▶ **ASSIGNMENT**: In the listing below, locate the lines bearing the word "invalid". Copy every one of them.

▶ **INPUT RECORDS**:
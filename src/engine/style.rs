//! Typed view of a node's style record as the engine understands it.
//!
//! Records arrive as loose JSON objects; every recognised property is parsed into a typed value
//! and unknown properties are ignored. Parse failures keep serde's wording so callers can match
//! on substrings such as ``invalid type: integer `123`, expected a string like 'start'``.

use std::{fmt, marker::PhantomData, str::FromStr};

use serde::{
    Deserialize, Deserializer,
    de::{self, Visitor as _},
};

use crate::node::style::StyleRecord;

/// Parse `record` into an [`EngineStyle`]. A missing record is the default style.
pub(crate) fn parse_style(record: Option<&StyleRecord>) -> Result<EngineStyle, String> {
    let Some(record) = record else {
        return Ok(EngineStyle::default());
    };
    let value = serde_json::to_value(record).map_err(|e| e.to_string())?;
    serde_json::from_value(value).map_err(|e| e.to_string())
}

struct KeywordVisitor<T> {
    keywords: &'static [&'static str],
    _marker: PhantomData<T>,
}

impl<'de, T: FromStr> de::Visitor<'de> for KeywordVisitor<T> {
    type Value = T;

    fn expecting(&self, f: &mut fmt::Formatter<'_>) -> fmt::Result {
        f.write_str("a string like ")?;
        for kw in self.keywords.iter().take(3) {
            write!(f, "'{kw}', ")?;
        }
        f.write_str("...")
    }

    fn visit_str<E: de::Error>(self, v: &str) -> Result<T, E> {
        v.parse().map_err(|_| {
            E::custom(format!(
                "invalid value '{v}', expected one of {}",
                self.keywords.join(", ")
            ))
        })
    }
}

macro_rules! keyword_enum {
    ($(#[$meta:meta])* $name:ident { $($variant:ident => $kw:literal),+ $(,)? }) => {
        $(#[$meta])*
        #[derive(Clone, Copy, Debug, PartialEq, Eq)]
        pub(crate) enum $name {
            $($variant),+
        }

        impl $name {
            const KEYWORDS: &'static [&'static str] = &[$($kw),+];
        }

        impl FromStr for $name {
            type Err = ();

            fn from_str(s: &str) -> Result<Self, ()> {
                match s {
                    $($kw => Ok(Self::$variant),)+
                    _ => Err(()),
                }
            }
        }

        impl<'de> Deserialize<'de> for $name {
            fn deserialize<D: Deserializer<'de>>(d: D) -> Result<Self, D::Error> {
                d.deserialize_str(KeywordVisitor {
                    keywords: Self::KEYWORDS,
                    _marker: PhantomData,
                })
            }
        }
    };
}

keyword_enum!(
    /// Outer display type.
    Display {
        Flex => "flex",
        Block => "block",
        Inline => "inline",
        InlineBlock => "inline-block",
        Grid => "grid",
        None => "none",
    }
);

keyword_enum!(
    /// Main axis of a flex container.
    FlexDirection {
        Row => "row",
        Column => "column",
        RowReverse => "row-reverse",
        ColumnReverse => "column-reverse",
    }
);

keyword_enum!(
    /// Main-axis distribution of free space.
    JustifyContent {
        Start => "start",
        End => "end",
        FlexStart => "flex-start",
        FlexEnd => "flex-end",
        Center => "center",
        SpaceBetween => "space-between",
        SpaceAround => "space-around",
        SpaceEvenly => "space-evenly",
        Stretch => "stretch",
        Normal => "normal",
    }
);

keyword_enum!(
    /// Cross-axis alignment of flex items.
    AlignItems {
        Start => "start",
        End => "end",
        FlexStart => "flex-start",
        FlexEnd => "flex-end",
        Center => "center",
        Baseline => "baseline",
        Stretch => "stretch",
        Normal => "normal",
    }
);

keyword_enum!(
    /// How an image fills its box.
    ObjectFit {
        Fill => "fill",
        Contain => "contain",
        Cover => "cover",
        None => "none",
        ScaleDown => "scale-down",
    }
);

keyword_enum!(
    /// Horizontal alignment of text lines.
    TextAlign {
        Left => "left",
        Right => "right",
        Center => "center",
        Justify => "justify",
        Start => "start",
        End => "end",
    }
);

#[derive(Clone, Copy, Debug, PartialEq)]
pub(crate) enum Length {
    Px(f32),
    Em(f32),
    Rem(f32),
    Percent(f32),
    Vw(f32),
    Vh(f32),
    Auto,
}

/// Bases needed to turn a [`Length`] into pixels.
#[derive(Clone, Copy, Debug)]
pub(crate) struct Metrics {
    pub font_size: f32,
    pub viewport: (f32, f32),
}

pub(crate) const ROOT_FONT_SIZE: f32 = 16.0;

impl Length {
    /// Pixels, or `None` for `auto` and for percentages without a basis.
    pub(crate) fn resolve(self, basis: Option<f32>, m: Metrics) -> Option<f32> {
        match self {
            Self::Px(v) => Some(v),
            Self::Em(v) => Some(v * m.font_size),
            Self::Rem(v) => Some(v * ROOT_FONT_SIZE),
            Self::Percent(v) => basis.map(|b| b * v / 100.0),
            Self::Vw(v) => Some(m.viewport.0 * v / 100.0),
            Self::Vh(v) => Some(m.viewport.1 * v / 100.0),
            Self::Auto => None,
        }
    }
}

impl FromStr for Length {
    type Err = ();

    fn from_str(s: &str) -> Result<Self, ()> {
        let s = s.trim();
        if s == "auto" {
            return Ok(Self::Auto);
        }
        let (num, ctor): (&str, fn(f32) -> Self) = if let Some(n) = s.strip_suffix("px") {
            (n, Self::Px)
        } else if let Some(n) = s.strip_suffix("rem") {
            (n, Self::Rem)
        } else if let Some(n) = s.strip_suffix("em") {
            (n, Self::Em)
        } else if let Some(n) = s.strip_suffix('%') {
            (n, Self::Percent)
        } else if let Some(n) = s.strip_suffix("vw") {
            (n, Self::Vw)
        } else if let Some(n) = s.strip_suffix("vh") {
            (n, Self::Vh)
        } else {
            (s, Self::Px)
        };
        num.trim()
            .parse::<f32>()
            .ok()
            .filter(|v| v.is_finite())
            .map(ctor)
            .ok_or(())
    }
}

const LENGTH_EXPECTED: &str = "a length like 16, '16px', '1em', '50%' or 'auto'";

struct LengthVisitor;

impl de::Visitor<'_> for LengthVisitor {
    type Value = Length;

    fn expecting(&self, f: &mut fmt::Formatter<'_>) -> fmt::Result {
        f.write_str(LENGTH_EXPECTED)
    }

    fn visit_i64<E: de::Error>(self, v: i64) -> Result<Length, E> {
        Ok(Length::Px(v as f32))
    }

    fn visit_u64<E: de::Error>(self, v: u64) -> Result<Length, E> {
        Ok(Length::Px(v as f32))
    }

    fn visit_f64<E: de::Error>(self, v: f64) -> Result<Length, E> {
        Ok(Length::Px(v as f32))
    }

    fn visit_str<E: de::Error>(self, v: &str) -> Result<Length, E> {
        v.parse()
            .map_err(|_| E::custom(format!("invalid value '{v}', expected {LENGTH_EXPECTED}")))
    }
}

impl<'de> Deserialize<'de> for Length {
    fn deserialize<D: Deserializer<'de>>(d: D) -> Result<Self, D::Error> {
        d.deserialize_any(LengthVisitor)
    }
}

/// Four-sided shorthand (`padding`, `margin`) with CSS's 1-4 value expansion.
#[derive(Clone, Copy, Debug, PartialEq)]
pub(crate) struct Sides {
    pub top: Length,
    pub right: Length,
    pub bottom: Length,
    pub left: Length,
}

impl Sides {
    fn uniform(v: Length) -> Self {
        Self {
            top: v,
            right: v,
            bottom: v,
            left: v,
        }
    }
}
//! Compact, URL-safe encoding for sharing editor state.

use std::io::Read as _;

use base64::Engine as _;
use base64::engine::general_purpose::URL_SAFE_NO_PAD;

use crate::foundation::error::{RastreeError, RastreeResult};

/// Largest decoded state accepted by [`decode_share_state`].
pub const MAX_SHARE_STATE_BYTES: u64 = 1 << 20;

const ZSTD_LEVEL: i32 = 19;

/// Compress `state` and encode it as unpadded URL-safe base64.
pub fn encode_share_state(state: &str) -> RastreeResult<String> {
    let compressed = zstd::encode_all(state.as_bytes(), ZSTD_LEVEL)
        .map_err(|e| RastreeError::validation(format!("compress share state: {e}")))?;
    Ok(URL_SAFE_NO_PAD.encode(compressed))
}

/// Reverse [`encode_share_state`].
pub fn decode_share_state(encoded: &str) -> RastreeResult<String> {
    let compressed = URL_SAFE_NO_PAD
        .decode(encoded.trim())
        .map_err(|e| RastreeError::validation(format!("share state is not valid base64: {e}")))?;
    let decoder = zstd::stream::read::Decoder::new(compressed.as_slice())
        .map_err(|e| RastreeError::validation(format!("decompress share state: {e}")))?;

    let mut out = Vec::new();
    decoder
        .take(MAX_SHARE_STATE_BYTES + 1)
        .read_to_end(&mut out)
        .map_err(|e| RastreeError::validation(format!("decompress share state: {e}")))?;
    if out.len() as u64 > MAX_SHARE_STATE_BYTES {
        return Err(RastreeError::validation(format!(
            "share state exceeds {MAX_SHARE_STATE_BYTES} bytes"
        )));
    }
    String::from_utf8(out)
        .map_err(|_| RastreeError::validation("share state is not valid UTF-8"))
}

#[cfg(test)]
#[path = "../tests/unit/share/share.rs"]
mod tests;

▶ **COMPLETED TASK**:
//! on substrings such as ``invalid type: integer `123`, expected a string like 'start'``.
                "invalid value '{v}', expected one of {}",
            .map_err(|_| E::custom(format!("invalid value '{v}', expected {LENGTH_EXPECTED}")))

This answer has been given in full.